Donzell Lenard said he enjoyed working for Energy Petroleum, a job he held for a month. He said he made good money.
“I fueled trains, trucks, cranes, tractors or whatever needs gas,” said Lenard.
Lenard told KMOV he was fired when his hiring manager told him that his hair was too long.
“He said if I couldn’t cut my hair, I can’t work,” said Lenard.
Lenard said his hairstyle supports his Hebrew Israelite faith. Its followers believe they are descendants of a lost tribe of Israel and its tradition to not cut hair or beards.
He said on day one at his job, he had his dreads down.

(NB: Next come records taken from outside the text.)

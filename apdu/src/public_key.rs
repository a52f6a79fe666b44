// Copyright (c) 2022-2023 The MobileCoin Foundation

//! Public key APDUs

use encdec::{Decode, DecodeOwned, Encode};

use crate::{
    check_len, path::BipPath, scheme::SigScheme, ApduError, ApduHeader, ApduReq, Instruction,
    MAV_APDU_CLA,
};

/// Fetch public key APDU
///
/// Uses [Instruction::PromptPublicKey] when `prompt` is set, displaying the
/// key for approval, otherwise [Instruction::GetPublicKey]. P2 carries the
/// curve code, decoding yields [SigScheme::DEFAULT] and no prompt.
#[derive(Clone, PartialEq, Debug)]
pub struct PublicKeyReq {
    pub prompt: bool,
    pub scheme: SigScheme,
    pub path: BipPath,
}

impl PublicKeyReq {
    pub fn new(prompt: bool, scheme: SigScheme, path: BipPath) -> Self {
        Self {
            prompt,
            scheme,
            path,
        }
    }
}

impl<'a> ApduReq<'a> for PublicKeyReq {
    fn header(&self) -> ApduHeader {
        let ins = match self.prompt {
            true => Instruction::PromptPublicKey,
            false => Instruction::GetPublicKey,
        };

        ApduHeader {
            cla: MAV_APDU_CLA,
            ins: ins as u8,
            p1: 0,
            p2: self.scheme.code(),
        }
    }
}

impl Encode for PublicKeyReq {
    type Error = ApduError;

    fn encode_len(&self) -> Result<usize, Self::Error> {
        self.path.encode_len()
    }

    fn encode(&self, buff: &mut [u8]) -> Result<usize, Self::Error> {
        self.path.encode(buff)
    }
}

impl DecodeOwned for PublicKeyReq {
    type Output = Self;

    type Error = ApduError;

    fn decode_owned(buff: &[u8]) -> Result<(Self::Output, usize), Self::Error> {
        let (path, n) = BipPath::decode(buff)?;
        Ok((Self::new(false, SigScheme::DEFAULT, path), n))
    }
}

/// Public key response APDU, also returned by setup
///
/// ## Encoding
/// ```text
/// len (1) || key (len bytes)
/// ```
///
/// The key bytes are the app's raw point encoding, a leading kind byte
/// then the key data.
#[derive(Clone, PartialEq, Debug)]
pub struct PublicKeyResp {
    pub key: Vec<u8>,
}

impl Encode for PublicKeyResp {
    type Error = ApduError;

    fn encode_len(&self) -> Result<usize, Self::Error> {
        Ok(1 + self.key.len())
    }

    fn encode(&self, buff: &mut [u8]) -> Result<usize, Self::Error> {
        if self.key.len() > u8::MAX as usize {
            return Err(ApduError::InvalidLength);
        }
        check_len(buff, 1 + self.key.len())?;

        buff[0] = self.key.len() as u8;
        buff[1..][..self.key.len()].copy_from_slice(&self.key);

        Ok(1 + self.key.len())
    }
}

impl DecodeOwned for PublicKeyResp {
    type Output = Self;

    type Error = ApduError;

    fn decode_owned(buff: &[u8]) -> Result<(Self::Output, usize), Self::Error> {
        check_len(buff, 1)?;

        let n = buff[0] as usize;
        check_len(buff, 1 + n)?;

        Ok((
            Self {
                key: buff[1..][..n].to_vec(),
            },
            1 + n,
        ))
    }
}
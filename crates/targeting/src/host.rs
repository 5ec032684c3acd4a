use glam::{Mat4, Vec2, Vec3};
use serde::{Deserialize, Serialize};
use thiserror::Error;

pub const NEUTRAL_FACTION: u8 = 4;

#[derive(Debug, Clone, Copy, PartialEq, Eq, PartialOrd, Ord, Hash)]
pub struct EntityId(pub u64);

#[derive(Debug, Clone, Copy, PartialEq, Eq, Serialize, Deserialize)]
#[serde(rename_all = "snake_case")]
pub enum EntityKind {
    Player,
    BattleNpc,
    EventNpc,
    Companion,
    Other,
}

#[derive(Debug, Clone, PartialEq)]
pub struct EntityState {
    pub name: String,
    pub kind: EntityKind,
    pub position: Vec3,
    pub model_height: f32,
    pub is_dead: bool,
    pub current_hp: u32,
    pub targetable: bool,
    pub hostile: bool,
    pub faction: u8,
    pub owner: Option<EntityId>,
}

impl EntityState {
    pub fn is_neutral(&self) -> bool {
        self.faction == NEUTRAL_FACTION
    }

    pub fn is_alive(&self) -> bool {
        !self.is_dead && self.current_hp > 0
    }

    pub fn is_pet_or_companion(&self) -> bool {
        self.owner.is_some() && !self.is_neutral()
    }
}

#[derive(Debug, Clone, Copy, PartialEq)]
pub struct LocalPlayer {
    pub id: EntityId,
    pub position: Vec3,
}

#[derive(Debug, Clone, Copy, PartialEq)]
pub struct Ray {
    pub origin: Vec3,
    pub direction: Vec3,
}

#[derive(Debug, Clone, Copy, PartialEq)]
pub struct RayHit {
    pub distance: f32,
    pub point: Vec3,
}

#[derive(Debug, Clone, Copy, PartialEq)]
pub struct ScreenProjection {
    pub position: Vec2,
    pub in_view: bool,
}

#[derive(Debug, Clone, Copy, PartialEq)]
pub struct ZoomState {
    pub current: f32,
    pub min: f32,
    pub max: f32,
}

impl ZoomState {
    pub fn ratio(&self) -> f32 {
        let span = self.max - self.min;
        if !span.is_finite() || span <= 0.0 {
            return 0.0;
        }
        let current = self.current.clamp(self.min, self.max);
        ((current - self.min) / span).clamp(0.0, 1.0)
    }
}

#[derive(Debug, Clone, PartialEq, Eq, Error)]
pub enum HostError {
    #[error("entity {0:?} no longer exists")]
    EntityGone(EntityId),
    #[error("host service not ready: {0}")]
    NotReady(&'static str),
    #[error("host error: {0}")]
    Other(String),
}

pub trait CameraView {
    fn view_matrix(&self) -> Mat4;
    fn zoom(&self) -> ZoomState;
    fn screen_point_to_ray(&self, screen: Vec2) -> Ray;
}

pub trait GroupView {
    fn is_party_or_alliance_member(&self, id: EntityId) -> bool;
}

pub trait GameHost {
    fn local_player(&self) -> Option<LocalPlayer>;
    fn entity_ids(&self) -> Vec<EntityId>;
    fn entity(&self, id: EntityId) -> Result<EntityState, HostError>;
    fn is_pvp(&self) -> bool;
    fn viewport_size(&self) -> Vec2;
    fn world_to_screen(&self, world: Vec3) -> Option<ScreenProjection>;
    fn raycast(&self, ray: Ray, max_distance: f32) -> Option<RayHit>;
    fn camera(&self) -> Option<&dyn CameraView>;
    fn groups(&self) -> Option<&dyn GroupView>;
    fn current_target(&self) -> Option<EntityId>;
    fn set_target(&mut self, target: Option<EntityId>);
}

“Why wasn’t it brought to me then? Then, all of a sudden you say it was overlooked. How could you overlook that? How do you overlook that I have long hair?” Lenard asked.
Lenard showed News 4 documents from his company that outline their rules. He said he got those on the first day of his job but that he received a document that governed grooming a few weeks ago.
“Their rule should have been out there. It should not have been overlooked. You told me about every other rule,” Lenard said.
News 4 reached out several times to Petroleum Energy for comment and are waiting to hear back.
Attorney Brian Pezza with Lewis Rice LLC said federal law requires an employer has to make an effort to see if they can accommodate an employee’s religious beliefs.
“It is not a winning case for an employer to decide they are going to challenge an employee’s actual religious beliefs,” said Pezza. “You don’t want to get into how often they go to church, whether they were just converted or how to they got to the belief.”
Lenard told KMOV he wants his job back but said he’s not optimistic that will happen.